Autism & Sleep Troubles

A Critical Concern and Least Studied Feature of the Spectrum

Ask any parent raising a child with autism about their daily challenges, a list will be produced fairly quick. Whether it is dealing with picky eating, rigid dressing and grooming routines, self-stimulatory behaviors, echolalia or all the above; managing these autism related issues takes an enormous amount of patience and dedication to remaining calm. By the end of the day, most parents are ready for peace, quiet and most of all rest. However, the respite that these parents desperately need is unlikely to easily occur. As a 2019 Pediatrics study reports, nearly 80% of preschoolers with autism suffer from disrupted sleep. Which makes sleeping problems one of the cruelest challenges of parenting a child with autism. Parents have to do twice the work on half the amount of sleep.

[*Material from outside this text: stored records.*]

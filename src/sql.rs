use sqlparser::ast::{
    self, Expr, FromTable, ObjectNamePart, SetExpr, Statement, TableFactor, TableObject, Value,
    ValueWithSpan,
};
use sqlparser::dialect::PostgreSqlDialect;
use sqlparser::parser::Parser;
use ulid::Ulid;

use crate::model::*;

/// Parsed command from SQL input.
#[derive(Debug, PartialEq)]
pub enum Command {
    InsertRoom {
        id: Ulid,
        number: String,
    },
    DeleteRoom {
        id: Ulid,
    },
    InsertClassBlock {
        id: Ulid,
        room_id: Ulid,
        day: DayOfWeek,
        start_min: u16,
        end_min: u16,
        subject: String,
        semester: String,
    },
    DeleteClassBlock {
        id: Ulid,
    },
    InsertReservation {
        id: Ulid,
        room_id: Ulid,
        start: Ms,
        end: Ms,
    },
    DeleteReservation {
        id: Ulid,
    },
    SelectRooms,
    SelectSchedule {
        room_id: Ulid,
    },
    SelectMyReservations,
    SelectRoomDay {
        room_id: Ulid,
        date: Ms,
    },
    SelectAvailability {
        room_id: Ulid,
        start: Ms,
        end: Ms,
        min_duration: Option<Ms>,
    },
    SelectOverrides,
}

pub fn parse_sql(sql: &str) -> Result<Command, SqlError> {
    let dialect = PostgreSqlDialect {};
    let stmts = Parser::parse_sql(&dialect, sql).map_err(|e| SqlError::Parse(e.to_string()))?;
    if stmts.is_empty() {
        return Err(SqlError::Empty);
    }

    match &stmts[0] {
        Statement::Insert(insert) => parse_insert(insert),
        Statement::Delete(delete) => parse_delete(delete),
        Statement::Query(query) => parse_select(query),
        other => Err(SqlError::Unsupported(format!("{other}"))),
    }
}

fn parse_insert(insert: &ast::Insert) -> Result<Command, SqlError> {
    let table = insert_table_name(insert)?;
    let values = extract_insert_values(insert)?;

    match table.as_str() {
        "rooms" => {
            if values.len() < 2 {
                return Err(SqlError::WrongArity("rooms", 2, values.len()));
            }
            Ok(Command::InsertRoom {
                id: parse_ulid(&values[0])?,
                number: parse_string(&values[1])?,
            })
        }
        "schedule" => {
            if values.len() < 7 {
                return Err(SqlError::WrongArity("schedule", 7, values.len()));
            }
            Ok(Command::InsertClassBlock {
                id: parse_ulid(&values[0])?,
                room_id: parse_ulid(&values[1])?,
                day: parse_day(&values[2])?,
                start_min: parse_u16(&values[3])?,
                end_min: parse_u16(&values[4])?,
                subject: parse_string(&values[5])?,
                semester: parse_string(&values[6])?,
            })
        }
        "reservations" => {
            if values.len() < 4 {
                return Err(SqlError::WrongArity("reservations", 4, values.len()));
            }
            Ok(Command::InsertReservation {
                id: parse_ulid(&values[0])?,
                room_id: parse_ulid(&values[1])?,
                start: parse_i64(&values[2])?,
                end: parse_i64(&values[3])?,
            })
        }
        _ => Err(SqlError::UnknownTable(table)),
    }
}

fn parse_delete(delete: &ast::Delete) -> Result<Command, SqlError> {
    let table = delete_table_name(delete)?;
    let id = extract_where_id(&delete.selection)?;

    match table.as_str() {
        "rooms" => Ok(Command::DeleteRoom { id }),
        "schedule" => Ok(Command::DeleteClassBlock { id }),
        "reservations" => Ok(Command::DeleteReservation { id }),
        _ => Err(SqlError::UnknownTable(table)),
    }
}

fn parse_select(query: &ast::Query) -> Result<Command, SqlError> {
    let select = match query.body.as_ref() {
        SetExpr::Select(s) => s,
        _ => return Err(SqlError::Unsupported("non-SELECT query".into())),
    };

    if select.from.is_empty() {
        return Err(SqlError::Parse("SELECT without FROM".into()));
    }
    let table = table_factor_name(&select.from[0].relation)?;

    match table.as_str() {
        "rooms" => Ok(Command::SelectRooms),
        "my_reservations" => Ok(Command::SelectMyReservations),
        "overrides" => Ok(Command::SelectOverrides),
        "schedule" => {
            let mut filters = Filters::default();
            if let Some(selection) = &select.selection {
                extract_filters(selection, &mut filters)?;
            }
            Ok(Command::SelectSchedule {
                room_id: filters.room_id.ok_or(SqlError::MissingFilter("room_id"))?,
            })
        }
        "room_day" => {
            let mut filters = Filters::default();
            if let Some(selection) = &select.selection {
                extract_filters(selection, &mut filters)?;
            }
            Ok(Command::SelectRoomDay {
                room_id: filters.room_id.ok_or(SqlError::MissingFilter("room_id"))?,
                date: filters.date.ok_or(SqlError::MissingFilter("date"))?,
            })
        }
        "availability" => {
            let mut filters = Filters::default();
            if let Some(selection) = &select.selection {
                extract_filters(selection, &mut filters)?;
            }
            Ok(Command::SelectAvailability {
                room_id: filters.room_id.ok_or(SqlError::MissingFilter("room_id"))?,
                start: filters.start.ok_or(SqlError::MissingFilter("start"))?,
                end: filters.end.ok_or(SqlError::MissingFilter("end"))?,
                min_duration: filters.min_duration,
            })
        }
        _ => Err(SqlError::UnknownTable(table)),
    }
}

/// WHERE-clause filters shared by the SELECT surfaces.
#[derive(Default)]
struct Filters {
    room_id: Option<Ulid>,
    date: Option<Ms>,
    start: Option<Ms>,
    end: Option<Ms>,
    min_duration: Option<Ms>,
}

fn extract_filters(expr: &Expr, filters: &mut Filters) -> Result<(), SqlError> {
    if let Expr::BinaryOp { left, op, right } = expr {
        match op {
            ast::BinaryOperator::And => {
                extract_filters(left, filters)?;
                extract_filters(right, filters)?;
            }
            ast::BinaryOperator::Eq => match expr_column_name(left).as_deref() {
                Some("room_id") => filters.room_id = Some(parse_ulid_expr(right)?),
                Some("date") => filters.date = Some(parse_i64_expr(right)?),
                Some("min_duration") => filters.min_duration = Some(parse_i64_expr(right)?),
                _ => {}
            },
            ast::BinaryOperator::GtEq => {
                if expr_column_name(left).as_deref() == Some("start") {
                    filters.start = Some(parse_i64_expr(right)?);
                }
            }
            ast::BinaryOperator::LtEq => {
                if expr_column_name(left).as_deref() == Some("end") {
                    filters.end = Some(parse_i64_expr(right)?);
                }
            }
            _ => {}
        }
    }
    Ok(())
}

// ── Helpers ───────────────────────────────────────────────────

fn object_name_last(name: &ast::ObjectName) -> Option<String> {
    name.0.last().and_then(|part| match part {
        ObjectNamePart::Identifier(ident) => Some(ident.value.to_lowercase()),
        _ => None,
    })
}

fn insert_table_name(insert: &ast::Insert) -> Result<String, SqlError> {
    match &insert.table {
        TableObject::TableName(name) => {
            object_name_last(name).ok_or_else(|| SqlError::Parse("empty table name".into()))
        }
        _ => Err(SqlError::Parse("unsupported table object in INSERT".into())),
    }
}

fn delete_table_name(delete: &ast::Delete) -> Result<String, SqlError> {
    let tables_with_joins = match &delete.from {
        FromTable::WithFromKeyword(t) | FromTable::WithoutKeyword(t) => t,
    };
    if let Some(first) = tables_with_joins.first() {
        table_factor_name(&first.relation)
    } else {
        Err(SqlError::Parse("DELETE without table".into()))
    }
}

fn table_factor_name(tf: &TableFactor) -> Result<String, SqlError> {
    match tf {
        TableFactor::Table { name, .. } => {
            object_name_last(name).ok_or_else(|| SqlError::Parse("empty table name".into()))
        }
        _ => Err(SqlError::Parse("complex table expression".into())),
    }
}

fn extract_insert_values(insert: &ast::Insert) -> Result<Vec<Expr>, SqlError> {
    let body = insert
        .source
        .as_ref()
        .ok_or(SqlError::Parse("no VALUES".into()))?;
    match body.body.as_ref() {
        SetExpr::Values(values) => {
            if values.rows.is_empty() {
                return Err(SqlError::Parse("empty VALUES".into()));
            }
            if values.rows.len() > 1 {
                return Err(SqlError::Unsupported("multi-row INSERT".into()));
            }
            Ok(values.rows[0].clone())
        }
        _ => Err(SqlError::Parse("expected VALUES".into())),
    }
}

fn extract_where_id(selection: &Option<Expr>) -> Result<Ulid, SqlError> {
    let sel = selection.as_ref().ok_or(SqlError::MissingFilter("id"))?;
    match sel {
        Expr::BinaryOp {
            left,
            op: ast::BinaryOperator::Eq,
            right,
        } => {
            if expr_column_name(left).as_deref() == Some("id") {
                parse_ulid_expr(right)
            } else {
                Err(SqlError::MissingFilter("id"))
            }
        }
        _ => Err(SqlError::MissingFilter("id")),
    }
}

fn expr_column_name(expr: &Expr) -> Option<String> {
    match expr {
        Expr::Identifier(ident) => Some(ident.value.to_lowercase()),
        Expr::CompoundIdentifier(parts) => parts.last().map(|i| i.value.to_lowercase()),
        _ => None,
    }
}

fn extract_value(expr: &Expr) -> Option<&Value> {
    match expr {
        Expr::Value(ValueWithSpan { value, .. }) => Some(value),
        _ => None,
    }
}

fn parse_ulid_expr(expr: &Expr) -> Result<Ulid, SqlError> {
    if let Some(value) = extract_value(expr) {
        match value {
            Value::SingleQuotedString(s) | Value::Number(s, _) => {
                Ulid::from_string(s).map_err(|e| SqlError::Parse(format!("bad ULID: {e}")))
            }
            _ => Err(SqlError::Parse(format!("expected string, got {value:?}"))),
        }
    } else {
        Err(SqlError::Parse(format!("expected value, got {expr:?}")))
    }
}

fn parse_i64_expr(expr: &Expr) -> Result<i64, SqlError> {
    if let Some(value) = extract_value(expr) {
        match value {
            Value::Number(s, _) => s
                .parse()
                .map_err(|e| SqlError::Parse(format!("bad i64: {e}"))),
            Value::SingleQuotedString(s) => s
                .parse()
                .map_err(|e| SqlError::Parse(format!("bad i64: {e}"))),
            _ => Err(SqlError::Parse(format!("expected number, got {value:?}"))),
        }
    } else if let Expr::UnaryOp {
        op: ast::UnaryOperator::Minus,
        expr,
    } = expr
    {
        Ok(-parse_i64_expr(expr)?)
    } else {
        Err(SqlError::Parse(format!("expected value, got {expr:?}")))
    }
}

fn parse_ulid(expr: &Expr) -> Result<Ulid, SqlError> {
    parse_ulid_expr(expr)
}

fn parse_i64(expr: &Expr) -> Result<i64, SqlError> {
    parse_i64_expr(expr)
}

fn parse_u16(expr: &Expr) -> Result<u16, SqlError> {
    let v = parse_i64_expr(expr)?;
    u16::try_from(v).map_err(|_| SqlError::Parse(format!("{v} out of u16 range")))
}

fn parse_string(expr: &Expr) -> Result<String, SqlError> {
    if let Some(value) = extract_value(expr) {
        match value {
            Value::SingleQuotedString(s) => Ok(s.clone()),
            _ => Err(SqlError::Parse(format!("expected string, got {value:?}"))),
        }
    } else {
        Err(SqlError::Parse(format!("expected value, got {expr:?}")))
    }
}

fn parse_day(expr: &Expr) -> Result<DayOfWeek, SqlError> {
    let s = parse_string(expr)?;
    DayOfWeek::parse(&s.to_lowercase()).ok_or_else(|| SqlError::Parse(format!("bad day: {s}")))
}

// ── Errors ────────────────────────────────────────────────────

#[derive(Debug)]
pub enum SqlError {
    Parse(String),
    Empty,
    Unsupported(String),
    UnknownTable(String),
    WrongArity(&'static str, usize, usize),
    MissingFilter(&'static str),
}

impl std::fmt::Display for SqlError {
    fn fmt(&self, f: &mut std::fmt::Formatter<'_>) -> std::fmt::Result {
        match self {
            SqlError::Parse(s) => write!(f, "parse error: {s}"),
            SqlError::Empty => write!(f, "empty query"),
            SqlError::Unsupported(s) => write!(f, "unsupported: {s}"),
            SqlError::UnknownTable(t) => write!(f, "unknown table: {t}"),
            SqlError::WrongArity(t, expected, got) => {
                write!(f, "{t}: expected {expected} values, got {got}")
            }
            SqlError::MissingFilter(col) => write!(f, "missing filter: {col}"),
        }
    }
}

impl std::error::Error for SqlError {}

A new article highlights the agony of sleep problems for individuals with autism. The two most common issues are insomnia and diminished time spent in the Rapid Eye Movement (REM) stage. The insomnia people with autism experience not only makes it difficult to fall asleep but it also makes it a challenge to stay asleep. People with autism face challenges with REM sleep as well. The general population spends about 23 percent of their sleep in the REM cycle. People with autism only spend 15 percent, making their sleep less restorative. Lower quality sleep can lead to poor social skills, more severe repetitive behaviors and lower scores on IQ tests.

Features of autism including gastrointestinal issues, hyperactivity, anxiety, sensory integration dysfunction, medications and gene mutations inhibiting melatonin production are reasons why sleep can be so elusive for those on the spectrum. Tests used to examine the brain’s activity during the sleep cycle are difficult to administer due to use of sensors worn on the body, which is a terrible proposition for people prone to sensory issues. Sleep research as it relates to autism is nearly impossible.

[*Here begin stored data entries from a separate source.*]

use ulid::Ulid;

use crate::limits::*;
use crate::model::*;

use super::availability::free_windows;
use super::{Engine, EngineError, SharedRoomState};

impl Engine {
    fn rooms_snapshot(&self) -> Vec<SharedRoomState> {
        self.state.iter().map(|e| e.value().clone()).collect()
    }

    pub async fn list_rooms(&self) -> Vec<RoomInfo> {
        let rooms = self.rooms_snapshot();
        let mut infos = Vec::with_capacity(rooms.len());
        for rs in rooms {
            let guard = rs.read().await;
            infos.push(RoomInfo {
                id: guard.id,
                number: guard.number.clone(),
            });
        }
        infos.sort_by(|a, b| a.number.cmp(&b.number).then(a.id.cmp(&b.id)));
        infos
    }

    /// The recurring class calendar of one room, in (day, start) order.
    pub async fn get_schedule(&self, room_id: Ulid) -> Vec<ClassBlock> {
        let rs = match self.get_room(&room_id) {
            Some(rs) => rs,
            None => return Vec::new(),
        };
        let guard = rs.read().await;
        guard.blocks.clone()
    }

    /// The caller's confirmed and overridden reservations across every
    /// room, ordered by start time. Overridden records carry the identity
    /// that displaced them.
    pub async fn list_mine(&self, caller: Ulid) -> Vec<Reservation> {
        let rooms = self.rooms_snapshot();
        let mut mine = Vec::new();
        for rs in rooms {
            let guard = rs.read().await;
            mine.extend(
                guard
                    .reservations
                    .iter()
                    .filter(|r| {
                        r.requester.id == caller && r.status != ReservationStatus::Cancelled
                    })
                    .cloned(),
            );
        }
        mine.sort_by_key(|r| (r.span.start, r.id));
        mine
    }

    /// Merged single-day view of one room: the recurring blocks for that
    /// date's weekday plus the confirmed reservations overlapping the
    /// date. `date` is any instant inside the target day.
    pub async fn room_day(&self, room_id: Ulid, date: Ms) -> Result<RoomDayView, EngineError> {
        let rs = self.get_room(&room_id).ok_or(EngineError::NotFound(room_id))?;
        let guard = rs.read().await;

        let window = day_window(date);
        let day = DayOfWeek::of_ms(window.start);
        Ok(RoomDayView {
            day,
            window,
            blocks: guard.blocks_on(day).cloned().collect(),
            reservations: guard.confirmed_overlapping(&window).cloned().collect(),
        })
    }

    /// Free windows of one room inside a bounded query window: the window
    /// minus projected class blocks minus confirmed reservations.
    pub async fn compute_availability(
        &self,
        room_id: Ulid,
        query_start: Ms,
        query_end: Ms,
        min_duration_ms: Option<Ms>,
    ) -> Result<Vec<Span>, EngineError> {
        if query_end <= query_start {
            return Err(EngineError::InvalidInterval(Span::new(query_start, query_end)));
        }
        if query_end - query_start > MAX_QUERY_WINDOW_MS {
            return Err(EngineError::LimitExceeded("query window too wide"));
        }
        let rs = match self.get_room(&room_id) {
            Some(rs) => rs,
            None => return Ok(Vec::new()),
        };
        let guard = rs.read().await;

        let query = Span::new(query_start, query_end);
        let mut free = free_windows(&guard, &query);
        if let Some(min_dur) = min_duration_ms {
            free.retain(|span| span.duration_ms() >= min_dur);
        }
        Ok(free)
    }
}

Sadly, there isn’t a long list of suggestions to help children with autism get the best rest possible. Drugs for insomnia are approved for adults with autism but not for children. Commitment to a calming and consistent bedtime routine is advised. Melatonin sleeping aid supplements can also be beneficial.

Better sleep is associated with improved learning, less irritability and fewer behavioral problems for children with autism. Disruptive sleep affects everyone in the household, therefore improved sleeping patterns are vital.

References

Lewis First, MD, MS. Sleep Problems in Children with Autism Spectrum Disorder and Other Developmental Delays: A Study That Raises Awareness. AAP News & Journals. Publish Date: February 11, 2019.

Hannah Furfaro. Sleep Problems in Autism, Explained. Publish Date: February 6, 2020.